DATA LISTING »
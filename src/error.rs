//! Failure taxonomy for the fetch-and-reconcile core.
//!
//! The variants matter: auth failures drive the single refresh-and-retry in
//! [`crate::graphql`], while transport and remote-query failures abort the
//! current call immediately. Storage and CLI layers wrap these in `anyhow`.

use thiserror::Error;

#[derive(Debug, Error)]
pub enum Error {
    /// Missing or invalid configuration. Fatal at startup, never retried.
    #[error("configuration error: {0}")]
    Config(String),

    /// Sign-in rejected, or two consecutive authorization failures on one
    /// call.
    #[error("authentication failed: {0}")]
    Auth(String),

    /// Non-2xx, non-auth HTTP status or a connection failure. No retry.
    #[error("transport error: {0}")]
    Transport(String),

    /// GraphQL-level `errors` array on an otherwise successful response.
    /// Carries the raw error list from the server.
    #[error("remote query error: {0}")]
    RemoteQuery(serde_json::Value),

    /// A token payload could not be parsed. Non-fatal; callers fall back
    /// to a default expiry estimate.
    #[error("decode error: {0}")]
    Decode(String),
}

impl From<reqwest::Error> for Error {
    fn from(err: reqwest::Error) -> Self {
        Error::Transport(err.to_string())
    }
}
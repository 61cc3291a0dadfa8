//! Authenticated GraphQL transport.
//!
//! One retry policy lives here and nowhere else: a 401 forces a token
//! refresh and the operation is re-sent exactly once. A second 401 fails
//! the call. Every other non-success status fails immediately, and a
//! GraphQL-level `errors` array on a 200 is surfaced as its own failure
//! kind so callers can tell a bad query from a broken connection.

use serde_json::{json, Value};
use std::sync::Arc;
use std::time::Duration;

use crate::auth::AuthSession;
use crate::config::SourceConfig;
use crate::error::Error;

/// List query: cursor-paged vacancies, newest first, presentable tenders
/// only.
pub const VACANCIES_QUERY: &str = r#"
query VacanciesList($afterCursor: String, $filter: VacancyFilter!, $orderBy: VacancyOrderBy!, $orderDir: OrderByDirection!, $take: Int!) {
  allVacancies(
    afterCursor: $afterCursor
    filter: $filter
    orderBy: $orderBy
    orderDir: $orderDir
    take: $take
  ) {
    pageInfo {
      hasNextPage
      endCursor
    }
    edges {
      node {
        id
        title
        profession
        specializations
        municipality
        region
        jobType
        jobStartsAt
        jobEndsAt
        lastApplicationDate
        createdAt
        procuredAmount
        procuredAmountCurrency
        tender {
          id
          title
          announcedAt
          scope
          fillRate
          dynamicStatus
          unit {
            id
            name
            municipality
          }
          orderer {
            id
            displayName
          }
        }
      }
    }
  }
}
"#;

/// Detail query: one vacancy with its schedule, requirement, and pricing
/// rows.
pub const VACANCY_DETAIL_QUERY: &str = r#"
query VacancyDetail($id: ID!) {
  vacancy(id: $id) {
    id
    title
    shifts {
      startsAt
      endsAt
      shiftType
    }
    requirements {
      kind
      value
    }
    pricing {
      label
      amount
      currency
    }
  }
}
"#;

pub fn list_variables(page_size: i64, after_cursor: Option<&str>) -> Value {
    let mut variables = json!({
        "filter": {
            "AND": [
                {"tender": {"doesAcceptPresentations": true}},
                {}
            ]
        },
        "take": page_size,
        "orderBy": "CREATED_AT",
        "orderDir": "DESC",
    });
    if let Some(cursor) = after_cursor {
        variables["afterCursor"] = json!(cursor);
    }
    variables
}

pub fn detail_variables(id: &str) -> Value {
    json!({ "id": id })
}

/// GraphQL client bound to one [`AuthSession`].
pub struct GraphQlClient {
    http: reqwest::Client,
    source: SourceConfig,
    auth: Arc<AuthSession>,
}

impl GraphQlClient {
    pub fn new(source: SourceConfig, auth: Arc<AuthSession>) -> Result<Self, Error> {
        let http = reqwest::Client::builder()
            .timeout(Duration::from_secs(source.timeout_secs))
            .build()?;
        Ok(GraphQlClient { http, source, auth })
    }

    /// Execute one operation and return its `data` object.
    pub async fn execute(
        &self,
        operation_name: &str,
        query: &str,
        variables: Value,
    ) -> Result<Value, Error> {
        let payload = json!({
            "operationName": operation_name,
            "query": query,
            "variables": variables,
        });

        let mut refreshed = false;
        loop {
            let token = if refreshed {
                self.auth.refresh().await?.access_token
            } else {
                self.auth.valid_token().await?
            };

            let resp = self
                .http
                .post(&self.source.graphql_url)
                .header("Authorization", format!("Bearer {}", token))
                .header("Origin", &self.source.origin)
                .header("Referer", format!("{}/", self.source.origin))
                .header("st-auth-mode", "header")
                .json(&payload)
                .send()
                .await?;

            let status = resp.status();
            if status == reqwest::StatusCode::UNAUTHORIZED {
                if refreshed {
                    return Err(Error::Auth(format!(
                        "{}: still unauthorized after refresh",
                        operation_name
                    )));
                }
                tracing::info!(operation = operation_name, "401, refreshing token and retrying");
                refreshed = true;
                continue;
            }
            if !status.is_success() {
                let text = resp.text().await.unwrap_or_default();
                return Err(Error::Transport(format!(
                    "{} returned {}: {}",
                    operation_name, status, text
                )));
            }

            let body: Value = resp
                .json()
                .await
                .map_err(|e| Error::Transport(format!("{}: bad body: {}", operation_name, e)))?;

            if let Some(errors) = body.get("errors").filter(|e| !e.is_null()) {
                return Err(Error::RemoteQuery(errors.clone()));
            }

            return Ok(body.get("data").cloned().unwrap_or(Value::Null));
        }
    }
}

TASK GOAL » In the data above, which lines include "immediately"? Return those lines.

RESULT OF THE TASK »
//! current call immediately. Storage and CLI layers wrap these in `anyhow`.
//! the call. Every other non-success status fails immediately, and a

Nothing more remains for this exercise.